= Giulio Vaccaro =

Italian archbishop

Giulio Vaccaro (10 April 1851 in Naples - 10 March 1924 in Bari) was an Italian Catholic archbishop.

==Biography==
Doctor in sacred theology and canon law, for many years he was vicar general of the diocese of Nusco. On 4 June 1891, just forty years old, he was named bishop of Trivento.

On 6 December 1896, he left Trivento's seat to become the coadjutor of then Archbishop of Trani Domenico Marinangeli. At the same time, Ancyra's archbishop's seat was assigned to him.

With the Pontifical Bubble of 24 March 1898, he was appointed Archbishop of the Archdiocese of Bari and Canosa and made his entry into Bari on 5 June the same year, after having taken over the office by proxy.

During his long stay in Bari, he carried out intensive pastoral activity, constantly urging the clergy and the faithful to work in the educational and social field. He addressed many diocesan letters to the diocese, from which his whole commitment was directed, especially to promote vocations, to spread religious education, and to lead a morally healthy life. From 1902 to 1912 he promoted several congresses, concretizing spiritual and social initiatives throughout the whole of Apulia. He contributed to the erection in Bari of a civilian hospital by donating a 200,000 lire contribution and subsidized families affected by the floods that fell on the city from 1905 to 1915.

In 1907, he received a pastoral visit from Father Ernesto Bresciani, who noted the ignorance in the religious field, the spread of immorality, the favor met by modernism among young priests. For this reason, he later showed much more firmness in exerting the presence of priests in the "Congregations of the moral cases", also imposing heavy penalties for absences.
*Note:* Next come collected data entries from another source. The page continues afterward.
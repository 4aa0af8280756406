//! The WebSocket ingress handler.
//!
//! One task per connection reads frames, validates them, hands accepted
//! messages to the producer and enqueues the ack on the session's write
//! queue. All outbound traffic, acks included, goes through the write
//! serializer; this task never touches the socket's write half directly.

use async_trait::async_trait;
use axum::extract::ws::{Message, WebSocket};
use futures::stream::{SplitSink, SplitStream, StreamExt};
use futures::SinkExt;
use std::net::SocketAddr;
use std::sync::Arc;
use tokio::sync::Mutex;
use tracing::{debug, info, warn};

use weft_core::{Ack, ChatFrame, ErrorFrame, QueueMessage, RoomId};
use weft_session::{Session, SessionSink, SinkError};

use crate::state::GatewayState;

/// The socket write half, owned by the session for its lifetime.
///
/// The mutex is uncontended: the write serializer guarantees one writer
/// at a time; it exists only to give the async write interior mutability.
struct WsSink {
    inner: Mutex<SplitSink<WebSocket, Message>>,
}

#[async_trait]
impl SessionSink for WsSink {
    async fn send_text(&self, frame: String) -> Result<(), SinkError> {
        let mut sink = self.inner.lock().await;
        sink.send(Message::Text(frame.into()))
            .await
            .map_err(|e| SinkError(e.to_string()))
    }
}

/// Drive one connection until it closes.
pub(crate) async fn run_session(
    state: Arc<GatewayState>,
    room: RoomId,
    peer: SocketAddr,
    socket: WebSocket,
) {
    let (write_half, read_half) = socket.split();
    let session = Arc::new(Session::new(
        room,
        peer.to_string(),
        state.session_queue_capacity,
        Box::new(WsSink {
            inner: Mutex::new(write_half),
        }),
    ));
    state.registry.add(Arc::clone(&session));
    info!(session = %session.id(), room = %room, peer = %peer, "session connected");

    read_loop(&state, &session, read_half).await;

    // Whatever ended the read side ends the session: prune the registry
    // and discard anything still queued for the socket.
    session.close();
    state.serializer.discard_session(&session);
    info!(session = %session.id(), room = %room, "session closed");
}

async fn read_loop(
    state: &GatewayState,
    session: &Arc<Session>,
    mut read_half: SplitStream<WebSocket>,
) {
    while let Some(received) = read_half.next().await {
        match received {
            Ok(Message::Text(text)) => {
                process_frame(state, session, text.as_str()).await;
            },
            Ok(Message::Close(_)) => {
                debug!(session = %session.id(), "client sent close");
                return;
            },
            // Ping/pong are answered by the protocol layer; binary frames
            // are not part of the protocol and are ignored.
            Ok(_) => {},
            Err(e) => {
                debug!(session = %session.id(), error = %e, "read error");
                return;
            },
        }
    }
}

/// Handle one inbound text frame end to end.
///
/// Public so harnesses can drive the full ingress contract without a
/// socket; the WebSocket read loop is just a thin shell around this.
pub async fn process_frame(state: &GatewayState, session: &Arc<Session>, text: &str) {
    state.metrics.messages_received.hit();

    let frame: ChatFrame = match serde_json::from_str(text) {
        Ok(frame) => frame,
        Err(e) => {
            debug!(session = %session.id(), error = %e, "malformed frame");
            state.metrics.messages_failed.hit();
            send_error(state, session, ErrorFrame::new("malformed JSON"));
            return;
        },
    };

    if let Err(rejection) = frame.validate() {
        debug!(session = %session.id(), reason = %rejection.reason, "frame rejected");
        state.metrics.messages_failed.hit();
        send_error(state, session, ErrorFrame::new(rejection.reason));
        return;
    }

    session.set_user_id(&frame.user_id);
    let message = QueueMessage::from_frame(
        &frame,
        session.room(),
        state.node_id.clone(),
        session.peer(),
    );

    // Acceptance means "accepted by this node for ordered delivery": the
    // ack does not wait for fanout, only for the producer.
    match state.producer.publish(&message).await {
        Ok(()) => {
            state.metrics.messages_published.hit();
            let ack = Ack::new(message.message_id, message.timestamp.clone(), frame);
            match serde_json::to_string(&ack) {
                Ok(payload) => {
                    if state.serializer.send(session, payload).is_queued() {
                        state.metrics.acks_sent.hit();
                    } else {
                        state.metrics.acks_failed.hit();
                    }
                },
                Err(e) => {
                    warn!(session = %session.id(), error = %e, "unserializable ack");
                    state.metrics.acks_failed.hit();
                },
            }
        },
        Err(e) => {
            warn!(session = %session.id(), error = %e, "publish failed");
            state.metrics.messages_failed.hit();
            send_error(state, session, ErrorFrame::stamped("failed to enqueue message"));
        },
    }
}

fn send_error(state: &GatewayState, session: &Arc<Session>, error: ErrorFrame) {
    match serde_json::to_string(&error) {
        Ok(payload) => {
            let _ = state.serializer.send(session, payload);
        },
        Err(e) => warn!(session = %session.id(), error = %e, "unserializable error frame"),
    }
}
One of his greatest merits is the decoration of the cathedral, including the refurbishment of the floor, the provision of an organ that was his personal gift, the restoration of the dome. During the execution of the work, unknown thieves robbed the painting of Our Lady of Constantinople some precious objects, which the faithful hurried to replace with generous offers. He established new town parishes, such as St. Joseph, Carmel, Santa Cecilia, Redentore, San Pasquale, SS. Sacramento, and St. James, in addition to the various other buildings in the centers near the capital. When the Archbishop's seminary was repaired at his expense, he made efforts to erect the regional seminary.

He died on 10 March 1924 and was buried in the chapel of the metropolitan chapter in the cemetery of Bari. On 5 November 1939 the body was transferred from the town cemetery to the church of San Giuseppe in the Madonnella district, where a monument was erected in his honor. A road that leads from the church of St. Joseph to the Lungomare is still dedicated to him.